Elle n’est pas actrice ni metteure en scène et ne travaille pour aucune compagnie de théâtre. Pourtant, chaque saison, Lucie LeBlanc incite des centaines de personnes à aller au théâtre grâce à son énergie contagieuse et à son irrépressible passion pour l’art dramatique.

Depuis 25 ans, cette résidante de Terrebonne achète des centaines de billets de théâtre au tarif de groupe pour des amis, des collègues et tous ceux qui souhaitent fréquenter les théâtres de Montréal à moindre coût. Et sans trop se casser la tête.

Les chiffres donnent le tournis. Pour la seule saison 2018-2019, elle a acheté 2769 billets dans 10 théâtres de la métropole pour une somme totale de plus de 106 000 $. Quelque 450 personnes ont ainsi pu voir les pièces qui les intéressaient dans la grille de 63 productions concoctée cette année-là par Lucie LeBlanc et envoyée par courriel à son imposant réseau. D’ailleurs, ces statistiques impressionnantes avaient encore grimpé lorsque la pandémie a frappé…

Comment tout cela a-t-il commencé ? À cause du dramaturge Michel Marc Bouchard, lance en riant cette analyste d’affaires en technologie de l’information chez Intact. « J’ai rencontré Michel Marc lors d’une fête en 1997. On a discuté. Il présentait la reprise des Muses orphelines au Théâtre d’Aujourd’hui. Le lundi suivant, au bureau, j’en ai parlé à des collègues. J’ai réussi à rassembler un groupe de 12 personnes, le minimum requis pour un tarif réduit. »

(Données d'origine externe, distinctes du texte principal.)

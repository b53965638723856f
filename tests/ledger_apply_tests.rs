use finance_core::domain::{Account, AccountKind, StockOrder, Transaction};
use finance_core::ledger::{apply, Books};

fn bank(balance: f64) -> Account {
    Account::new("Main Bank", AccountKind::Bank, balance)
}

#[test]
fn full_scenario_expense_buy_average_up_then_close_position() {
    let account = bank(1000.0);
    let id = account.id;
    let mut books = Books::new(vec![account], Vec::new(), Vec::new());

    books.record(Transaction::expense(50.0, id, None));
    assert_eq!(books.accounts[0].balance, 950.0);

    books.record(Transaction::stock_buy(id, StockOrder::new("X", 10.0, 50.0)));
    assert_eq!(books.accounts[0].balance, 450.0);
    let holding = books.holding("X").expect("holding opened");
    assert_eq!(holding.quantity, 10.0);
    assert_eq!(holding.average_buy_price, 50.0);
    assert_eq!(holding.current_price, 50.0);

    books.record(Transaction::stock_buy(id, StockOrder::new("X", 5.0, 60.0)));
    let holding = books.holding("X").expect("holding kept");
    assert_eq!(holding.quantity, 15.0);
    assert!((holding.average_buy_price - 800.0 / 15.0).abs() < 1e-9);
    assert_eq!(holding.current_price, 60.0);

    books.record(Transaction::stock_sell(id, StockOrder::new("X", 15.0, 30.0)));
    assert!(books.holding("X").is_none());
    assert_eq!(books.accounts[0].balance, 900.0);
    assert_eq!(books.transactions.len(), 4);
}

#[test]
fn stepwise_application_matches_folding_the_sequence() {
    let account = bank(1000.0);
    let id = account.id;
    let transactions = vec![
        Transaction::income(200.0, id, None),
        Transaction::expense(75.0, id, None),
        Transaction::stock_buy(id, StockOrder::new("A", 4.0, 25.0)),
        Transaction::stock_sell(id, StockOrder::new("A", 1.0, 30.0)),
    ];

    // One at a time through apply.
    let mut accounts = vec![account.clone()];
    let mut holdings = Vec::new();
    for txn in &transactions {
        let (next_accounts, next_holdings) = apply(&accounts, &holdings, txn);
        accounts = next_accounts;
        holdings = next_holdings;
    }

    // Folded through the books.
    let mut books = Books::new(vec![account], Vec::new(), Vec::new());
    for txn in transactions {
        books.record(txn);
    }

    assert_eq!(books.accounts, accounts);
    assert_eq!(books.holdings, holdings);
}

#[test]
fn transfer_moves_value_without_changing_the_total() {
    let from = bank(800.0);
    let to = Account::new("Cash Wallet", AccountKind::Cash, 100.0);
    let txn = Transaction::transfer(250.0, from.id, to.id);

    let before: f64 = [&from, &to].iter().map(|a| a.balance).sum();
    let (accounts, _) = apply(&[from, to], &[], &txn);
    let after: f64 = accounts.iter().map(|a| a.balance).sum();

    assert_eq!(accounts[0].balance, 550.0);
    assert_eq!(accounts[1].balance, 350.0);
    assert_eq!(before, after);
}

#[test]
fn apply_leaves_its_inputs_untouched() {
    let account = bank(500.0);
    let id = account.id;
    let accounts = vec![account];
    let txn = Transaction::expense(100.0, id, None);

    let (next, _) = apply(&accounts, &[], &txn);
    assert_eq!(accounts[0].balance, 500.0);
    assert_eq!(next[0].balance, 400.0);
}

#[test]
fn unrelated_transaction_types_leave_holdings_alone() {
    let account = bank(500.0);
    let id = account.id;
    let mut books = Books::new(vec![account], Vec::new(), Vec::new());
    books.record(Transaction::stock_buy(id, StockOrder::new("Z", 1.0, 10.0)));

    books.record(Transaction::income(100.0, id, None));
    books.record(Transaction::expense(20.0, id, None));

    let holding = books.holding("Z").expect("holding untouched");
    assert_eq!(holding.quantity, 1.0);
}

À l’époque, Lucie LeBlanc fréquentait les théâtres de la métropole sporadiquement. Sans plus. Mais l’écriture sensible de Michel Marc Bouchard a changé la donne. « Les histoires de ce gars-là me happent tout le temps. »

À la fin des années 1990, Michel Marc Bouchard était souvent à l’affiche dans des soupers-théâtre pendant l’été. Chaque fois, Lucie LeBlanc constituait un groupe. Des amis d’amis se sont joints aux adeptes de la première heure. « Les gens me disaient : “C’est le fun, on ne s’occupe de rien.” »

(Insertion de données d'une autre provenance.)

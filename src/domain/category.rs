//! The fixed category catalog and category reference resolution.

use std::fmt;

use once_cell::sync::Lazy;
use serde::{Deserialize, Serialize};

/// A named spending or income category from the fixed catalog.
#[derive(Debug, Clone, Serialize, Deserialize, PartialEq, Eq)]
pub struct Category {
    pub id: String,
    pub name: String,
    pub icon: String,
    pub kind: CategoryKind,
}

/// Direction a category applies to.
#[derive(Debug, Clone, Copy, Serialize, Deserialize, PartialEq, Eq)]
#[serde(rename_all = "SCREAMING_SNAKE_CASE")]
pub enum CategoryKind {
    Income,
    Expense,
}

impl fmt::Display for CategoryKind {
    fn fmt(&self, f: &mut fmt::Formatter<'_>) -> fmt::Result {
        let label = match self {
            CategoryKind::Income => "Income",
            CategoryKind::Expense => "Expense",
        };
        f.write_str(label)
    }
}

/// Reference from a transaction to a category: either an id into the fixed
/// catalog, or a free-text custom name. The two are mutually exclusive.
#[derive(Debug, Clone, Serialize, Deserialize, PartialEq, Eq)]
pub enum CategoryRef {
    Catalog(String),
    Custom(String),
}

static CATALOG: Lazy<Vec<Category>> = Lazy::new(|| {
    fn entry(id: &str, name: &str, icon: &str, kind: CategoryKind) -> Category {
        Category {
            id: id.to_string(),
            name: name.to_string(),
            icon: icon.to_string(),
            kind,
        }
    }
    vec![
        entry("cat_salary", "Salary", "briefcase", CategoryKind::Income),
        entry("cat_freelance", "Freelance", "laptop", CategoryKind::Income),
        entry("cat_food", "Food & Dining", "utensils", CategoryKind::Expense),
        entry("cat_transport", "Transport", "car", CategoryKind::Expense),
        entry("cat_shopping", "Shopping", "shopping-bag", CategoryKind::Expense),
        entry("cat_bills", "Bills & Utilities", "file-text", CategoryKind::Expense),
        entry("cat_entertainment", "Entertainment", "film", CategoryKind::Expense),
        entry("cat_health", "Health", "heart", CategoryKind::Expense),
    ]
});

/// Returns the fixed category catalog.
pub fn catalog() -> &'static [Category] {
    &CATALOG
}

/// Looks up a catalog category by exact id match.
pub fn catalog_category(id: &str) -> Option<&'static Category> {
    CATALOG.iter().find(|category| category.id == id)
}

/// Resolves a human-readable category label.
///
/// A custom name wins, then a catalog id lookup, then the literal "Other".
pub fn resolve_category_label(reference: Option<&CategoryRef>) -> String {
    match reference {
        Some(CategoryRef::Custom(name)) => name.clone(),
        Some(CategoryRef::Catalog(id)) => catalog_category(id)
            .map(|category| category.name.clone())
            .unwrap_or_else(|| "Other".to_string()),
        None => "Other".to_string(),
    }
}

Petit groupe deviendra grand

En 2000, elle s’est lancé un défi : organiser sa propre saison avec sept pièces jouées au Rideau Vert et chez Duceppe. Pour l’occasion, elle a ouvert ses horizons et proposé à son réseau du Tennessee Williams, du Edward Albee, du Maurice Maeterlinck… Elle a gagné son pari haut la main, au point où, les années suivantes, elle a étendu naturellement son offre à La Licorne et à Espace Go. Les autres théâtres de la métropole ont suivi… « Je me suis fait prendre au jeu, dit-elle. Aujourd’hui, c’est mon hobby d’organiser ce groupe. »

Pour la saison 2022-2023, un total de 1800 billets ont déjà trouvé preneur chez les membres du « groupe à Lucie », comme l’appellent simplement les responsables des ventes des différents théâtres.

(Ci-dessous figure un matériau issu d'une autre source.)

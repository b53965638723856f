use std::{
    fs::{self, File},
    io::Write,
    path::{Path, PathBuf},
};

use chrono::{DateTime, Datelike, Local, NaiveTime, TimeZone, Utc};
use serde::{de::DeserializeOwned, Deserialize, Serialize};

use crate::domain::{Account, AccountKind, StockHolding, Transaction};
use crate::errors::Result;
use crate::ledger::Books;
use crate::utils::{app_data_dir, ensure_dir, state_file_in};

use super::StorageBackend;

const ACCOUNTS_FILE: &str = "accounts.json";
const TRANSACTIONS_FILE: &str = "transactions.json";
const HOLDINGS_FILE: &str = "holdings.json";
const TMP_SUFFIX: &str = "tmp";

/// JSON-file persistence under the application data directory: one file per
/// logical collection plus a small state file for scalars.
#[derive(Clone)]
pub struct JsonStore {
    root: PathBuf,
    state_file: PathBuf,
}

#[derive(Debug, Default, Serialize, Deserialize)]
struct StoreState {
    #[serde(default, skip_serializing_if = "Option::is_none")]
    dashboard_start: Option<DateTime<Utc>>,
}

impl JsonStore {
    pub fn new(root: Option<PathBuf>) -> Result<Self> {
        let root = root.unwrap_or_else(app_data_dir);
        ensure_dir(&root)?;
        let state_file = state_file_in(&root);
        Ok(Self { root, state_file })
    }

    pub fn new_default() -> Result<Self> {
        Self::new(None)
    }

    pub fn root(&self) -> &Path {
        &self.root
    }

    fn accounts_path(&self) -> PathBuf {
        self.root.join(ACCOUNTS_FILE)
    }

    fn transactions_path(&self) -> PathBuf {
        self.root.join(TRANSACTIONS_FILE)
    }

    fn holdings_path(&self) -> PathBuf {
        self.root.join(HOLDINGS_FILE)
    }

    pub fn get_accounts(&self) -> Result<Vec<Account>> {
        read_collection(&self.accounts_path())
    }

    pub fn save_accounts(&self, accounts: &[Account]) -> Result<()> {
        write_json(&self.accounts_path(), accounts)
    }

    pub fn get_transactions(&self) -> Result<Vec<Transaction>> {
        read_collection(&self.transactions_path())
    }

    pub fn save_transactions(&self, transactions: &[Transaction]) -> Result<()> {
        write_json(&self.transactions_path(), transactions)
    }

    pub fn get_holdings(&self) -> Result<Vec<StockHolding>> {
        read_collection(&self.holdings_path())
    }

    pub fn save_holdings(&self, holdings: &[StockHolding]) -> Result<()> {
        write_json(&self.holdings_path(), holdings)
    }

    fn read_state(&self) -> Result<StoreState> {
        if !self.state_file.exists() {
            return Ok(StoreState::default());
        }
        let data = fs::read_to_string(&self.state_file)?;
        Ok(serde_json::from_str(&data)?)
    }

    fn write_state(&self, state: &StoreState) -> Result<()> {
        write_json(&self.state_file, state)
    }
}

impl StorageBackend for JsonStore {
    fn load_books(&self) -> Result<Books> {
        Ok(Books::new(
            self.get_accounts()?,
            self.get_transactions()?,
            self.get_holdings()?,
        ))
    }

    fn commit(&self, books: &Books) -> Result<()> {
        self.save_accounts(&books.accounts)?;
        self.save_transactions(&books.transactions)?;
        self.save_holdings(&books.holdings)?;
        Ok(())
    }

    fn dashboard_start(&self) -> Result<DateTime<Utc>> {
        Ok(self
            .read_state()?
            .dashboard_start
            .unwrap_or_else(month_start))
    }

    fn save_dashboard_start(&self, start: DateTime<Utc>) -> Result<()> {
        let mut state = self.read_state()?;
        state.dashboard_start = Some(start);
        self.write_state(&state)
    }

    fn seed(&self) -> Result<bool> {
        if self.accounts_path().exists() {
            return Ok(false);
        }
        let defaults = vec![
            Account::new("Main Bank", AccountKind::Bank, 2500.0),
            Account::new("Cash Wallet", AccountKind::Cash, 150.0),
        ];
        self.save_accounts(&defaults)?;
        tracing::info!("Seeded default accounts.");
        Ok(true)
    }
}

/// First instant of the current calendar month in local time, as UTC.
fn month_start() -> DateTime<Utc> {
    let today = Local::now().date_naive();
    let first = today.with_day(1).unwrap_or(today);
    let midnight = first.and_time(NaiveTime::MIN);
    Local
        .from_local_datetime(&midnight)
        .earliest()
        .map(|local| local.with_timezone(&Utc))
        .unwrap_or_else(Utc::now)
}

fn read_collection<T: DeserializeOwned>(path: &Path) -> Result<Vec<T>> {
    if !path.exists() {
        return Ok(Vec::new());
    }
    let data = fs::read_to_string(path)?;
    match serde_json::from_str(&data) {
        Ok(items) => Ok(items),
        Err(err) => {
            // Unreadable collections degrade to empty instead of blocking
            // startup; the file is left in place for inspection.
            tracing::warn!("Could not parse {}: {err}", path.display());
            Ok(Vec::new())
        }
    }
}

fn write_json<T: Serialize + ?Sized>(path: &Path, value: &T) -> Result<()> {
    if let Some(parent) = path.parent() {
        ensure_dir(parent)?;
    }
    let json = serde_json::to_string_pretty(value)?;
    let tmp = tmp_path(path);
    let mut file = File::create(&tmp)?;
    file.write_all(json.as_bytes())?;
    file.flush()?;
    fs::rename(&tmp, path)?;
    Ok(())
}

fn tmp_path(path: &Path) -> PathBuf {
    let mut tmp = path.to_path_buf();
    let ext = match path.extension().and_then(|ext| ext.to_str()) {
        Some(existing) => format!("{}.{}", existing, TMP_SUFFIX),
        None => TMP_SUFFIX.to_string(),
    };
    tmp.set_extension(ext);
    tmp
}

#[cfg(test)]
mod tests {
    use super::*;
    use tempfile::TempDir;

    fn store() -> (JsonStore, TempDir) {
        let dir = TempDir::new().expect("create temp dir");
        let store = JsonStore::new(Some(dir.path().to_path_buf())).expect("create store");
        (store, dir)
    }

    #[test]
    fn seed_runs_only_once() {
        let (store, _dir) = store();
        assert!(store.seed().unwrap());
        assert!(!store.seed().unwrap());

        let accounts = store.get_accounts().unwrap();
        assert_eq!(accounts.len(), 2);
        assert_eq!(accounts[0].name, "Main Bank");
        assert_eq!(accounts[0].balance, 2500.0);
    }

    #[test]
    fn seed_respects_existing_empty_collection() {
        let (store, _dir) = store();
        store.save_accounts(&[]).unwrap();
        assert!(!store.seed().unwrap());
        assert!(store.get_accounts().unwrap().is_empty());
    }

    #[test]
    fn corrupt_collection_loads_empty() {
        let (store, dir) = store();
        fs::write(dir.path().join("accounts.json"), "{not json").unwrap();
        assert!(store.get_accounts().unwrap().is_empty());
    }

    #[test]
    fn dashboard_start_defaults_to_month_start_until_reset() {
        let (store, _dir) = store();
        let default_start = store.dashboard_start().unwrap();
        assert_eq!(default_start.with_timezone(&Local).day(), 1);

        let reset = Utc::now();
        store.save_dashboard_start(reset).unwrap();
        assert_eq!(store.dashboard_start().unwrap(), reset);
    }
}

Il faut le dire : pour les théâtres, les efforts de Lucie LeBlanc pour rassembler des spectateurs sont une véritable bénédiction. Pour la pièce Féministe pour homme, elle a réuni 100 spectateurs à l’Usine C pour une seule représentation. Pour la très attendue production Projet Riopelle (titre de travail) présentée chez Duceppe le printemps prochain, elle a acheté 210 billets étalés sur 3 représentations. À La Licorne, les 175 sièges de la salle principale ont déjà été réservés par Lucie LeBlanc pour la pièce Tu te souviendras de moi.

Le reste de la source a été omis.